Aws-sdk-java: Doubts on DynamoDB queryPage combined with Limit and a queryFilter or a FilterExpression

Created on 8 Jan 2015 · 8Comments · Source: aws/aws-sdk-java

I am querying a GSI index in Dynamo where I have a HashKey and RangeKey defined, I would like to limit the results to a small number (let's say 5) and I need to add a FilterExpression so that when the user queries this index he does not get his own records.

The problem I am facing is that it looks like the limit gets executed before either the queryFilter or the filterExpression. So, basically if one out of the 5 records happens to be affected by the queryFilter or the filterExpression it gets discarded and I end up getting less than 5 elements when looking at the getResults method.

Is this the expected behaviour from the library? A DynamoDB restriction?
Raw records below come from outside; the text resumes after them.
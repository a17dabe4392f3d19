//! Integration tests running small WAT guests through the sandbox.
//!
//! Each guest imports a handful of `env.hypergl_*` entry points and drives
//! them the way a compiled GL application would.

#![cfg(feature = "wasm")]

use hypergl_bridge::gl;
use hypergl_bridge::wasm::{GlSandbox, WasmConfig};
use hypergl_bridge::{BridgeConfig, RecordingContext, UniformValue};

const BUFFER_GUEST: &str = r#"
(module
  (import "env" "hypergl_glGenBuffers" (func $gen_buffers (param i32 i32)))
  (import "env" "hypergl_glBindBuffer" (func $bind_buffer (param i32 i32)))
  (import "env" "hypergl_glBufferData" (func $buffer_data (param i32 i32 i32 i32)))
  (import "env" "hypergl_glGetError" (func $get_error (result i32)))
  (memory (export "memory") 1)
  ;; two little-endian f32s: 0.0, 0.5
  (data (i32.const 256) "\00\00\00\00\00\00\00\3f")
  (func (export "upload") (result i32)
    (call $gen_buffers (i32.const 1) (i32.const 16))
    (call $bind_buffer (i32.const 0x8892) (i32.load (i32.const 16)))
    (call $buffer_data (i32.const 0x8892) (i32.const 8) (i32.const 256) (i32.const 0x88E4))
    (call $get_error))
  (func (export "handle") (result i32)
    (i32.load (i32.const 16)))
  (func (export "bad_pointer")
    (call $gen_buffers (i32.const 1) (i32.const 0xFFFFFFF0)))
)
"#;

const STRING_GUEST: &str = r#"
(module
  (import "env" "hypergl_glGetString" (func $get_string (param i32) (result i32)))
  (memory (export "memory") 1)
  (global $next (mut i32) (i32.const 4096))
  (func (export "malloc") (param $size i32) (result i32)
    (local $ptr i32)
    (local.set $ptr (global.get $next))
    (global.set $next (i32.add (global.get $next) (local.get $size)))
    (local.get $ptr))
  (func (export "vendor") (result i32)
    (call $get_string (i32.const 0x1F00)))
  (func (export "unknown") (result i32)
    (call $get_string (i32.const 0xDEAD)))
  (func (export "heap_top") (result i32)
    (global.get $next))
)
"#;

const NO_ALLOCATOR_GUEST: &str = r#"
(module
  (import "env" "hypergl_glGetString" (func $get_string (param i32) (result i32)))
  (memory (export "memory") 1)
  (func (export "vendor") (result i32)
    (call $get_string (i32.const 0x1F00)))
)
"#;

const UNIFORM_GUEST: &str = r#"
(module
  (import "env" "hypergl_glUniform4fv" (func $uniform4fv (param i32 i32 i32)))
  (import "env" "hypergl_glUniformMatrix3x2fv" (func $uniform_mat3x2 (param i32 i32 i32 i32)))
  (import "env" "hypergl_glEnable" (func $enable (param i32)))
  (import "env" "hypergl_glDispatchCompute" (func $dispatch (param i32 i32 i32)))
  (memory (export "memory") 1)
  (func (export "_start")
    (call $enable (i32.const 0x0B71))
    (call $uniform4fv (i32.const -1) (i32.const 1) (i32.const 0))
    (call $uniform_mat3x2 (i32.const -1) (i32.const 1) (i32.const 0) (i32.const 0))
    (call $dispatch (i32.const 8) (i32.const 8) (i32.const 1)))
)
"#;

const UNKNOWN_IMPORT_GUEST: &str = r#"
(module
  (import "env" "hypergl_glBegin" (func $begin (param i32)))
  (memory (export "memory") 1)
)
"#;

fn sandbox() -> GlSandbox {
    GlSandbox::new(WasmConfig::minimal()).expect("failed to create sandbox")
}

#[test]
fn test_guest_buffer_upload() {
    let sandbox = sandbox();
    let module = sandbox
        .load_module_bytes("buffer_guest", BUFFER_GUEST)
        .expect("failed to load module");

    let imports: Vec<_> = module.imports().map(|(_, name)| name.to_string()).collect();
    assert!(imports.contains(&"hypergl_glBufferData".to_string()));

    let mut instance = sandbox
        .instantiate(&module, RecordingContext::new(), BridgeConfig::default())
        .expect("failed to instantiate");

    let result = instance.call_i32("upload").expect("upload call failed");
    assert_eq!(result.value as u32, gl::NO_ERROR);
    println!("upload() ({}us, fuel {:?})", result.execution_time_us, result.fuel_consumed);

    let handle = instance.call_i32("handle").expect("handle call failed").value;
    assert_eq!(handle, 1);

    let ctx = instance.bridge().context();
    let host = ctx.bound_buffer(gl::ARRAY_BUFFER).expect("buffer should be bound");
    let contents = ctx.buffer_contents(host).expect("buffer should exist");
    assert_eq!(contents, &[0, 0, 0, 0, 0, 0, 0, 0x3f][..]);
}

#[test]
fn test_guest_bad_pointer_traps() {
    let sandbox = sandbox();
    let module = sandbox
        .load_module_bytes("buffer_guest", BUFFER_GUEST)
        .expect("failed to load module");
    let mut instance = sandbox
        .instantiate(&module, RecordingContext::new(), BridgeConfig::default())
        .expect("failed to instantiate");

    let err = instance.call_void("bad_pointer").expect_err("call should trap");
    println!("bad_pointer trapped: {err}");
    assert!(err.to_string().contains("out of bounds"));

    // Nothing was created on the host.
    assert_eq!(instance.bridge().live_handles(), 0);
    assert_eq!(instance.bridge().context().live_objects(), 0);
}

#[test]
fn test_guest_get_string_uses_guest_allocator() {
    let sandbox = sandbox();
    let module = sandbox
        .load_module_bytes("string_guest", STRING_GUEST)
        .expect("failed to load module");
    let mut instance = sandbox
        .instantiate(&module, RecordingContext::new(), BridgeConfig::default())
        .expect("failed to instantiate");

    let first = instance.call_i32("vendor").expect("vendor call failed").value;
    assert_eq!(first, 4096);
    let bytes = instance.read_memory(first as usize, 8).expect("read_memory failed");
    assert_eq!(&bytes, b"HyperGL\0");

    // Cached: the second query returns the same pointer without allocating.
    let second = instance.call_i32("vendor").expect("vendor call failed").value;
    assert_eq!(second, first);
    assert_eq!(instance.bridge().cached_string(gl::VENDOR), Some(4096));

    // The bridge owns the string: the guest allocator ran exactly once.
    let heap_top = instance.call_i32("heap_top").expect("heap_top call failed").value;
    assert_eq!(heap_top, 4096 + 8);

    let unknown = instance.call_i32("unknown").expect("unknown call failed").value;
    assert_eq!(unknown, 0);
}

#[test]
fn test_guest_get_string_without_allocator() {
    let sandbox = sandbox();
    let module = sandbox
        .load_module_bytes("no_alloc_guest", NO_ALLOCATOR_GUEST)
        .expect("failed to load module");
    let mut instance = sandbox
        .instantiate(&module, RecordingContext::new(), BridgeConfig::default())
        .expect("failed to instantiate");

    let ptr = instance.call_i32("vendor").expect("vendor call failed").value;
    assert_eq!(ptr, 0);
    assert_eq!(instance.bridge().cached_string(gl::VENDOR), None);
}

#[test]
fn test_guest_uniform_and_placeholder_calls() {
    let sandbox = sandbox();
    let module = sandbox
        .load_module_bytes("uniform_guest", UNIFORM_GUEST)
        .expect("failed to load module");
    let mut instance = sandbox
        .instantiate(&module, RecordingContext::new(), BridgeConfig::default())
        .expect("failed to instantiate");

    assert!(instance.has_function("_start"));
    instance.call_void("_start").expect("_start failed");

    let ctx = instance.into_bridge().into_context();
    assert!(ctx.is_enabled(gl::DEPTH_TEST));
    assert_eq!(ctx.call_count("uniform4fv"), 1);
    assert_eq!(ctx.last_call("uniformMatrix3x2fv").unwrap().payload_len, 24);
    assert_eq!(ctx.uniform_value("anything"), None::<&UniformValue>);
    assert_eq!(ctx.pending_error(), gl::NO_ERROR);
}

#[test]
fn test_unknown_import_fails_to_link() {
    let sandbox = sandbox();
    let module = sandbox
        .load_module_bytes("unknown_guest", UNKNOWN_IMPORT_GUEST)
        .expect("failed to load module");

    let result = sandbox.instantiate(&module, RecordingContext::new(), BridgeConfig::default());
    assert!(result.is_err());
}

#[test]
fn test_invalid_bridge_config_rejected() {
    let sandbox = sandbox();
    let module = sandbox
        .load_module_bytes("uniform_guest", UNIFORM_GUEST)
        .expect("failed to load module");

    let config = BridgeConfig::default().integer_query_clamp(-1);
    let result = sandbox.instantiate(&module, RecordingContext::new(), config);
    assert!(result.is_err());
}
Is there any way to have the filter executed after the limit (apart from obviously checking the size and querying again or add a higher limit)?

Any help would be much appreciated

Source

ricardclau

❤3

Most helpful comment

Thank you very much @david-at-aws for the confirmations and detailed explanations!
I think we can close the issue and hopefully this thread will be useful for anyone having similar doubts like the ones I had.

Thanks!

ricardclau on 9 Jan 2015

❤2 👍1

All 8 comments

Hi @ricardclau,

Yes, IIUC this is the expected behavior from the library. The service API currently only exposes a single "Limit" parameter that can be specified to restrict the size of the results. See the "Limit" section of:

http://docs.aws.amazon.com/amazondynamodb/latest/developerguide/QueryAndScan.html

In particular, the Limit is always applied before filtering on the server side, not after.

Hope this helps.

hansonchar on 8 Jan 2015

One quick way to handle this is to use query() instead of queryPage() and only read the first 5 items from the returned list. query() handles pagination for you, so it'll automatically make another call to DynamoDB if needed to fetch the additional records.

// Limit of 5 is passed through to the service on each query; we might get fewer than 5 results though.
List<MyObject> objects = mapper.query(query.withLimit(5));

for (int i = 0; i < 5; ++i) {
    // get() will make another call to DynamoDB if the first page of results didn't include enough
    // results.
    MyObject obj = objects.get(i);
    ...
}

david-at-aws on 8 Jan 2015

👍1

Thanks for your replies @hansonchar & @david-at-aws

Yes, this is what I suspected, I had some minimal hope that perhaps queryPage would be slightly different than query in terms of the filter applying but this is not the case :)

Regarding using query and then looping, please correct me if I am wrong but query would usually get more elements than my needed 5 (and this is why queryPage was introduced in the API), so it would increase the read throughput consumption, right?

ricardclau on 9 Jan 2015

I have done some further research activating full debug logs for org.apache.http.wire and this is what I found (again please comments and correction very much appreciated).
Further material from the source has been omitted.